What is being asked —
Word for word, transcribe the data below from the line with "if let Some(last)" to the line with "let storage = FileStorage::new(temp_dir.path().join(name));", keeping both of those lines.

Extracted records —
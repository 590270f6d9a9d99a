use super::Bundle;
use crate::auth::Role;
use crate::core::{
    Contract, ContractId, Label, LabelId, Organization, OrganizationId, RoleId, Team, TeamId,
    Ticket, TicketId, User, UserId,
};
use crate::error::{BiletoError, Result};
use crate::storage::{Entity, Repository};
use indicatif::{ProgressBar, ProgressStyle};
use serde::Serialize;
use std::collections::HashSet;
use std::hash::Hash;

/// Records written by an import
#[derive(Debug, Default, Clone, Serialize)]
pub struct ImportSummary {
    pub organizations: usize,
    pub roles: usize,
    pub users: usize,
    pub authorizations: usize,
    pub teams: usize,
    pub labels: usize,
    pub contracts: usize,
    pub tickets: usize,
    pub messages: usize,
    pub time_spents: usize,
}

/// Ids of the records in store and in the bundle
struct KnownIds<I> {
    ids: HashSet<I>,
}

impl<I: Eq + Hash + Clone> KnownIds<I> {
    fn new<E, R>(repo: &R, imported: &[E]) -> Result<Self>
    where
        E: Entity<Id = I>,
        R: Repository,
    {
        let mut ids: HashSet<I> = repo.load_all::<E>()?.iter().map(|e| e.id().clone()).collect();
        ids.extend(imported.iter().map(|e| e.id().clone()));
        Ok(Self { ids })
    }

    fn contains(&self, id: &I) -> bool {
        self.ids.contains(id)
    }
}

/// Loads a [`Bundle`] into a repository
///
/// The whole bundle is validated first: nothing is written when any record
/// is invalid.
pub struct Importer<'a, R: Repository> {
    repo: &'a R,
    show_progress: bool,
}

impl<'a, R: Repository> Importer<'a, R> {
    pub const fn new(repo: &'a R) -> Self {
        Self {
            repo,
            show_progress: false,
        }
    }

    #[must_use]
    pub const fn with_progress(mut self, show_progress: bool) -> Self {
        self.show_progress = show_progress;
        self
    }

    /// Every problem found in the bundle
    pub fn validate(&self, bundle: &Bundle) -> Result<Vec<String>> {
        let mut errors = Vec::new();
        self.check_duplicates(bundle, &mut errors)?;

        let organizations = KnownIds::<OrganizationId>::new::<Organization, _>(self.repo, &bundle.organizations)?;
        let roles = KnownIds::<RoleId>::new::<Role, _>(self.repo, &bundle.roles)?;
        let users = KnownIds::<UserId>::new::<User, _>(self.repo, &bundle.users)?;
        let teams = KnownIds::<TeamId>::new::<Team, _>(self.repo, &bundle.teams)?;
        let labels = KnownIds::<LabelId>::new::<Label, _>(self.repo, &bundle.labels)?;
        let contracts = KnownIds::<ContractId>::new::<Contract, _>(self.repo, &bundle.contracts)?;
        let tickets = KnownIds::<TicketId>::new::<Ticket, _>(self.repo, &bundle.tickets)?;

        let mut missing = |what: String, kind: &str, id: &dyn std::fmt::Display| {
            errors.push(format!("{what} references an unknown {kind} {id}"));
        };

        for user in &bundle.users {
            if let Some(organization) = &user.organization_id {
                if !organizations.contains(organization) {
                    missing(format!("User {}", user.email), "organization", organization);
                }
            }
        }
        for authorization in &bundle.authorizations {
            let what = format!("Authorization {}", authorization.id);
            if !users.contains(&authorization.user_id) {
                missing(what.clone(), "user", &authorization.user_id);
            }
            if !roles.contains(&authorization.role_id) {
                missing(what.clone(), "role", &authorization.role_id);
            }
            if let Some(organization) = &authorization.organization_id {
                if !organizations.contains(organization) {
                    missing(what, "organization", organization);
                }
            }
        }
        for team in &bundle.teams {
            for agent in team.agents.iter().filter(|a| !users.contains(a)) {
                missing(format!("Team {}", team.name), "user", agent);
            }
        }
        for contract in &bundle.contracts {
            if !organizations.contains(&contract.organization_id) {
                missing(format!("Contract {}", contract.name), "organization", &contract.organization_id);
            }
        }
        for ticket in &bundle.tickets {
            let what = format!("Ticket {}", ticket.reference());
            if !organizations.contains(&ticket.organization_id) {
                missing(what.clone(), "organization", &ticket.organization_id);
            }
            let actors = std::iter::once(&ticket.requester_id)
                .chain(ticket.assignee_id.iter())
                .chain(ticket.observers.iter());
            for user in actors.filter(|u| !users.contains(u)) {
                missing(what.clone(), "user", user);
            }
            if let Some(team) = ticket.team_id.as_ref().filter(|t| !teams.contains(t)) {
                missing(what.clone(), "team", team);
            }
            for label in ticket.labels.iter().filter(|l| !labels.contains(l)) {
                missing(what.clone(), "label", label);
            }
            for contract in ticket.contract_ids.iter().filter(|c| !contracts.contains(c)) {
                missing(what.clone(), "contract", contract);
            }
        }
        for message in &bundle.messages {
            let what = format!("Message {}", message.id);
            if !tickets.contains(&message.ticket_id) {
                missing(what.clone(), "ticket", &message.ticket_id);
            }
            if !users.contains(&message.created_by) {
                missing(what, "user", &message.created_by);
            }
        }
        for entry in &bundle.time_spents {
            let what = format!("Time spent {}", entry.id);
            if !tickets.contains(&entry.ticket_id) {
                missing(what.clone(), "ticket", &entry.ticket_id);
            }
            if let Some(contract) = entry.contract_id.as_ref().filter(|c| !contracts.contains(c)) {
                missing(what, "contract", contract);
            }
        }

        for contract in &bundle.contracts {
            if let Err(e) = contract.validate() {
                errors.push(format!("Contract {}: {e}", contract.name));
            }
        }
        Ok(errors)
    }

    /// Duplicate e-mails, organization names and ticket numbers
    fn check_duplicates(&self, bundle: &Bundle, errors: &mut Vec<String>) -> Result<()> {
        let existing_users = self.repo.load_all::<User>()?;
        let mut emails: HashSet<String> = HashSet::new();
        for user in &bundle.users {
            let email = user.email.to_lowercase();
            let taken = existing_users
                .iter()
                .any(|u| u.has_email(&email) && u.id != user.id);
            if taken || !emails.insert(email) {
                errors.push(format!("Duplicate user e-mail: {}", user.email));
            }
        }

        let existing_organizations = self.repo.load_all::<Organization>()?;
        let mut names: HashSet<String> = HashSet::new();
        for organization in &bundle.organizations {
            let name = organization.name.to_lowercase();
            let taken = existing_organizations
                .iter()
                .any(|o| o.name.to_lowercase() == name && o.id != organization.id);
            if taken || !names.insert(name) {
                errors.push(format!("Duplicate organization name: {}", organization.name));
            }
        }

        let existing_tickets = self.repo.load_all::<Ticket>()?;
        let mut numbers: HashSet<u64> = HashSet::new();
        for ticket in &bundle.tickets {
            let taken = existing_tickets
                .iter()
                .any(|t| t.number == ticket.number && t.id != ticket.id);
            if ticket.number == 0 || taken || !numbers.insert(ticket.number) {
                errors.push(format!("Duplicate or invalid ticket number: {}", ticket.reference()));
            }
        }
        Ok(())
    }

    fn progress_bar(&self, total: usize) -> ProgressBar {
        if !self.show_progress {
            return ProgressBar::hidden();
        }
        let bar = ProgressBar::new(total as u64);
        bar.set_style(
            ProgressStyle::with_template("{spinner} [{bar:40}] {pos}/{len} {msg}")
                .unwrap_or_else(|_| ProgressStyle::default_bar())
                .progress_chars("=> "),
        );
        bar
    }

    fn save_all<E: Entity>(&self, records: &[E], bar: &ProgressBar) -> Result<usize> {
        bar.set_message(E::COLLECTION);
        for record in records {
            self.repo.save(record)?;
            bar.inc(1);
        }
        Ok(records.len())
    }

    /// Validate then write the bundle
    pub fn import(&self, bundle: &Bundle) -> Result<ImportSummary> {
        let errors = self.validate(bundle)?;
        if !errors.is_empty() {
            for error in &errors {
                tracing::warn!("{error}");
            }
            return Err(BiletoError::Validation(format!(
                "{} problem(s) found, nothing imported:\n  - {}",
                errors.len(),
                errors.join("\n  - ")
            )));
        }

        let bar = self.progress_bar(bundle.len());
        let summary = ImportSummary {
            organizations: self.save_all(&bundle.organizations, &bar)?,
            roles: self.save_all(&bundle.roles, &bar)?,
            users: self.save_all(&bundle.users, &bar)?,
            authorizations: self.save_all(&bundle.authorizations, &bar)?,
            teams: self.save_all(&bundle.teams, &bar)?,
            labels: self.save_all(&bundle.labels, &bar)?,
            contracts: self.save_all(&bundle.contracts, &bar)?,
            tickets: self.save_all(&bundle.tickets, &bar)?,
            messages: self.save_all(&bundle.messages, &bar)?,
            time_spents: self.save_all(&bundle.time_spents, &bar)?,
        };
        bar.finish_and_clear();

        if let Some(last) = bundle.tickets.iter().map(|t| t.number).max() {
            self.repo.reserve_ticket_numbers(last)?;
        }
        tracing::info!(records = bundle.len(), "bundle imported");
        Ok(summary)
    }
}

#[cfg(test)]
mod tests {
    use super::*;
    use crate::core::{Message, MessageVia, TicketBuilder};
    use crate::data::DataFormat;
    use crate::storage::{FileStorage, ProjectState};
    use tempfile::TempDir;

    fn storage(temp_dir: &TempDir, name: &str) -> FileStorage {
        let storage = FileStorage::new(temp_dir.path().join(name));
        storage.ensure_directories().unwrap();
        storage.save_state(&ProjectState::new(name, None)).unwrap();
        storage
    }

    fn sample_bundle() -> Bundle {
        let acme = Organization::new("Acme").unwrap();
        let alix = User::new("alix@acme.example", "Alix").unwrap();
        let ticket = TicketBuilder::new(acme.id.clone(), alix.id.clone())
            .number(7)
            .title("Printer")
            .build();
        let message = Message::new(ticket.id.clone(), alix.id.clone(), "Jammed", false, MessageVia::Webapp);
        Bundle {
            organizations: vec![acme],
            users: vec![alix],
            tickets: vec![ticket],
            messages: vec![message],
            ..Bundle::default()
        }
    }

    #[test]
    fn test_export_then_import_into_another_project() {
        let temp_dir = TempDir::new().unwrap();
        let source = storage(&temp_dir, "source");
        let bundle = sample_bundle();
        Importer::new(&source).import(&bundle).unwrap();

        let exported = DataFormat::Yaml
            .serialize(&Bundle::export(&source).unwrap())
            .unwrap();
        let format = DataFormat::detect(&exported).unwrap();
        let parsed: Bundle = format.deserialize(&exported).unwrap();
        assert_eq!(parsed.len(), 4);

        let target = storage(&temp_dir, "target");
        let summary = Importer::new(&target).import(&parsed).unwrap();
        assert_eq!(summary.tickets, 1);
        assert_eq!(summary.messages, 1);
        assert_eq!(target.next_ticket_number().unwrap(), 8);
    }

    #[test]
    fn test_reports_all_errors_and_writes_nothing() {
        let temp_dir = TempDir::new().unwrap();
        let target = storage(&temp_dir, "target");

        let mut bundle = sample_bundle();
        bundle.users.push(User::new("ALIX@acme.example", "Twin").unwrap());
        bundle.organizations.push(Organization::new("acme").unwrap());
        bundle.tickets[0].assignee_id = Some(UserId::new());
        bundle.messages[0].ticket_id = TicketId::new();

        let errors = Importer::new(&target).validate(&bundle).unwrap();
        assert_eq!(errors.len(), 4, "{errors:?}");
        assert!(errors.iter().any(|e| e.contains("Duplicate user e-mail")));
        assert!(errors.iter().any(|e| e.contains("Duplicate organization name")));
        assert!(errors.iter().any(|e| e.contains("unknown user")));
        assert!(errors.iter().any(|e| e.contains("unknown ticket")));

        assert!(matches!(
            Importer::new(&target).import(&bundle),
            Err(BiletoError::Validation(_))
        ));
        assert!(target.load_all::<User>().unwrap().is_empty());
    }

    #[test]
    fn test_reimport_conflicts_with_existing_records() {
        let temp_dir = TempDir::new().unwrap();
        let target = storage(&temp_dir, "target");
        Importer::new(&target).import(&sample_bundle()).unwrap();

        // Same names and numbers, new ids
        let errors = Importer::new(&target).validate(&sample_bundle()).unwrap();
        assert_eq!(errors.len(), 3, "{errors:?}");
    }
}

Response below —
        if let Some(last) = bundle.tickets.iter().map(|t| t.number).max() {
            self.repo.reserve_ticket_numbers(last)?;
        }
        tracing::info!(records = bundle.len(), "bundle imported");
        Ok(summary)
    }
}

#[cfg(test)]
mod tests {
    use super::*;
    use crate::core::{Message, MessageVia, TicketBuilder};
    use crate::data::DataFormat;
    use crate::storage::{FileStorage, ProjectState};
    use tempfile::TempDir;

    fn storage(temp_dir: &TempDir, name: &str) -> FileStorage {
        let storage = FileStorage::new(temp_dir.path().join(name));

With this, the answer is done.